When Hurricane Katrina hit the New Orleans region in 2005, federal bank regulators including the FDIC let banks push back loan payments for a period of time, which gave small businesses and homeowners crucial breathing room to get their finances in order.
Community banks know local businesses aren’t bringing in any revenue, and they want to help, but the way federal regulations currently operate, these banks can be penalized for modifying loans to help these customers stay afloat.
Congress needs to give financial regulators the authority to temporarily suspend restrictive regulations that are holding them back from offering this “forbearance” lifeline.
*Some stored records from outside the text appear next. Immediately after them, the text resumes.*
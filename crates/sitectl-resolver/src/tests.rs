use std::collections::{BTreeMap, BTreeSet};

use anyhow::Result;
use sitectl_core::{
    Action, AddonDescriptor, AddonType, AddonTypeCatalog, Catalog, DiskInventory, Inventory,
    Presence, Source, WarningKind,
};

use super::*;

#[derive(Default)]
struct FakeDisk {
    presence: BTreeMap<String, Presence>,
    vcs: BTreeSet<String>,
}

impl FakeDisk {
    fn with_presence(mut self, full_name: &str, presence: Presence) -> Self {
        self.presence.insert(full_name.to_string(), presence);
        self
    }

    fn with_vcs(mut self, full_name: &str) -> Self {
        self.vcs.insert(full_name.to_string());
        self
    }
}

impl DiskInventory for FakeDisk {
    fn list_instances(&self, addon_type: &AddonType) -> Result<BTreeSet<String>> {
        let prefix = format!("{}_", addon_type.key);
        Ok(self
            .presence
            .iter()
            .filter(|(_, presence)| presence.is_installed())
            .filter_map(|(name, _)| name.strip_prefix(&prefix).map(str::to_string))
            .collect())
    }

    fn presence(&self, addon_type: &AddonType, name: &str) -> Presence {
        self.presence
            .get(&format!("{}_{name}", addon_type.key))
            .copied()
            .unwrap_or(Presence::Installed)
    }

    fn has_vcs_marker(&self, addon_type: &AddonType, name: &str) -> bool {
        self.vcs.contains(&format!("{}_{name}", addon_type.key))
    }
}

fn installed(addon_type: &str, name: &str, disk_version: Option<u64>) -> AddonDescriptor {
    let addon = AddonDescriptor::new(addon_type, name);
    match disk_version {
        Some(version) => addon.with_version(Source::Disk, version),
        None => addon,
    }
}

fn listed(addon_type: &str, name: &str, version: u64) -> AddonDescriptor {
    AddonDescriptor::new(addon_type, name).with_version(Source::Reference, version)
}

fn inventory(addons: impl IntoIterator<Item = AddonDescriptor>) -> Inventory {
    let mut inventory = Inventory::new();
    for addon in addons {
        inventory.insert(addon);
    }
    inventory
}

fn catalog(addons: impl IntoIterator<Item = AddonDescriptor>) -> Catalog {
    let mut catalog = Catalog::new(27);
    for addon in addons {
        catalog.insert(addon);
    }
    catalog
}
use sitectl_core::{
    split_full_name, Action, ActionPlan, AddonDescriptor, AddonTypeCatalog, Catalog,
    DiskInventory, Inventory, Presence, QueueOutcome, Warning, WarningKind,
};

use crate::satisfy::{DependencyView, Resolver};

/// A plan plus everything the planner decided to leave out.
#[derive(Debug, Clone, Default, PartialEq, Eq)]
pub struct Planned {
    pub plan: ActionPlan,
    pub warnings: Vec<Warning>,
    /// Addons that qualified for an action but were held back by unmet dependencies.
    pub held_back: Vec<String>,
}

impl Planned {
    /// Appends `other`, keeping group disjointness; conflicts become warnings.
    pub fn absorb(&mut self, other: Planned) {
        for (request, existing) in self.plan.merge(&other.plan) {
            self.warnings.push(Warning::new(
                WarningKind::PlanningAmbiguity,
                format!(
                    "{} already queued for {existing}; dropped {} request",
                    request.full_name, request.action
                ),
            ));
        }
        self.warnings.extend(other.warnings);
        self.held_back.extend(other.held_back);
    }

    fn queue(&mut self, action: Action, full_name: &str) {
        match self.plan.queue(action, full_name) {
            QueueOutcome::Queued => {
                tracing::debug!(action = action.as_str(), addon = full_name, "queued addon action");
            }
            QueueOutcome::AlreadyQueued => {}
            QueueOutcome::Conflicting(existing) => {
                self.warnings.push(Warning::new(
                    WarningKind::PlanningAmbiguity,
                    format!("{full_name} already queued for {existing}; dropped {action} request"),
                ));
            }
        }
    }
}

/// Builds addon action plans against one catalog snapshot.
///
/// `ledger` is the full installed inventory used for dependency checks; each planning call
/// takes the (possibly narrower) set of installed addons to consider.
pub struct Planner<'a> {
    types: &'a AddonTypeCatalog,
    disk: &'a dyn DiskInventory,
    ledger: &'a Inventory,
    catalog: &'a Catalog,
}

impl<'a> Planner<'a> {
    pub fn new(
        types: &'a AddonTypeCatalog,
        disk: &'a dyn DiskInventory,
        ledger: &'a Inventory,
        catalog: &'a Catalog,
    ) -> Self {
        Self {
            types,
            disk,
            ledger,
            catalog,
        }
    }

    pub fn branch(&self) -> u32 {
        self.catalog.branch
    }

    pub fn resolver(&self) -> Resolver<'a> {
        Resolver::new(self.ledger, self.catalog)
    }

    /// Installed addons whose code is gone from disk and that the catalog can restore.
    ///
    /// Single pass: an addon queued here does not unlock its dependents in the same call.
    pub fn plan_missing(&self, installed: &Inventory) -> Planned {
        let mut planned = Planned::default();
        let resolver = self.resolver();
        for addon in self.known_addons(installed, &mut planned) {
            let full_name = addon.full_name();
            if !self.catalog.contains(&full_name) {
                continue;
            }
            if self.presence(addon).is_installed() {
                continue;
            }
            let satisfaction = resolver.check(&full_name, DependencyView::Reference);
            planned.warnings.extend(satisfaction.warnings);
            if satisfaction.satisfied {
                planned.queue(Action::Add, &full_name);
            } else {
                planned.held_back.push(full_name);
            }
        }
        planned
    }

    /// Every installed addon with a catalog release. Updates are not dependency gated.
    pub fn plan_updates(&self, installed: &Inventory) -> Planned {
        let mut planned = Planned::default();
        for addon in self.known_addons(installed, &mut planned) {
            let full_name = addon.full_name();
            if self.catalog.contains(&full_name) {
                planned.queue(Action::Update, &full_name);
            }
        }
        planned
    }

    /// Installed non-core addons with no catalog release for this branch.
    pub fn plan_removals(&self, installed: &Inventory) -> Planned {
        let mut planned = Planned::default();
        for addon in self.known_addons(installed, &mut planned) {
            let full_name = addon.full_name();
            if self.catalog.contains(&full_name) {
                continue;
            }
            if self.presence(addon) == Presence::Missing {
                planned.warnings.push(Warning::new(
                    WarningKind::PlanningAmbiguity,
                    format!("{full_name} is neither on disk nor in the catalog; left alone"),
                ));
                continue;
            }
            if self.has_vcs_marker(addon) {
                planned.queue(Action::Remove, &full_name);
            }
        }
        planned
    }

    /// Catalogued installed addons whose on-disk dependency declarations can no longer be met.
    ///
    /// Addons the catalog does not list are never pruned here; their code did not come from it.
    pub fn plan_unsatisfied_removals(&self, installed: &Inventory) -> Planned {
        let mut planned = Planned::default();
        let resolver = self.resolver();
        for addon in self.known_addons(installed, &mut planned) {
            let full_name = addon.full_name();
            if !self.catalog.contains(&full_name) {
                continue;
            }
            let satisfaction = resolver.check(&full_name, DependencyView::Disk);
            planned.warnings.extend(satisfaction.warnings);
            if !satisfaction.satisfied {
                planned.queue(Action::Remove, &full_name);
            }
        }
        planned
    }

    /// Required addons missing from the ledger, added without a dependency gate.
    pub fn plan_required(&self, required: &[String]) -> Planned {
        let mut planned = Planned::default();
        for full_name in required {
            let Some((addon_type, _)) = split_full_name(full_name) else {
                planned
                    .warnings
                    .push(Warning::data(format!("malformed required addon '{full_name}'")));
                continue;
            };
            if !self.types.contains(addon_type) {
                planned.warnings.push(Warning::data(format!(
                    "required addon {full_name} has unknown type '{addon_type}'"
                )));
                continue;
            }
            if !self.ledger.contains_full(full_name) {
                planned.queue(Action::Add, full_name);
            }
        }
        planned
    }

    /// Removal of uncatalogued non-core addons, then updates for everything catalogued.
    pub fn plan_branch_upgrade(&self, installed: &Inventory) -> Planned {
        let mut planned = self.plan_removals(installed);
        planned.absorb(self.plan_updates(installed));
        planned
    }

    /// Installed addons with no release for this branch, in inventory order.
    pub fn report_unavailable(&self, installed: &Inventory) -> Vec<String> {
        installed
            .iter()
            .map(AddonDescriptor::full_name)
            .filter(|full_name| !self.catalog.contains(full_name))
            .collect()
    }

    fn known_addons<'i>(
        &self,
        installed: &'i Inventory,
        planned: &mut Planned,
    ) -> Vec<&'i AddonDescriptor> {
        let mut known = Vec::new();
        for addon in installed.iter() {
            if self.types.contains(&addon.addon_type) {
                known.push(addon);
            } else {
                planned.warnings.push(Warning::data(format!(
                    "unknown addon type '{}'; skipping {}",
                    addon.addon_type,
                    addon.full_name()
                )));
            }
        }
        known
    }

    fn presence(&self, addon: &AddonDescriptor) -> Presence {
        match self.types.get(&addon.addon_type) {
            Some(addon_type) => self.disk.presence(addon_type, &addon.name),
            None => Presence::Missing,
        }
    }

    fn has_vcs_marker(&self, addon: &AddonDescriptor) -> bool {
        self.types
            .get(&addon.addon_type)
            .is_some_and(|addon_type| self.disk.has_vcs_marker(addon_type, &addon.name))
    }
}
Community banks should not be punished for simply trying to help their customers, including families with mortgages and small businesses with loan payments, survive and be in a position to reopen and bring back their employees when this crisis is over. Massive loan defaults and bankruptcies will only make matters worse and slow our recovery.
American families, meanwhile, must be reassured that their savings are secure and that they won’t lose access to cash throughout the course of this crisis. To achieve this, Congress must include provisions to federally insure all bank deposits in the Coronavirus Phase III legislation.
This action has precedent – during the 2008 financial crisis, the federal government took similar steps to insure bank deposits nationwide, but Congress restrained the ability to repeat these measures in the Dodd-Frank Act. Congress should once again temporarily provide this insurance coverage.
Short-term relief for families and small businesses through postponed loan payments and financial peace of mind for American families through federally insured deposits: these two common-sense measures will make an enormous difference for the American people over the coming months.
Failure to include these provisions in the upcoming Coronavirus Phase III legislation would represent a lost opportunity to stabilize our financial system nationwide.
We had the world’s strongest economy before this crisis, and with smart, proven relief measures, we can return to an even stronger economy at the end of this crisis. The House and Senate must act quickly.
Together, we will weather this storm.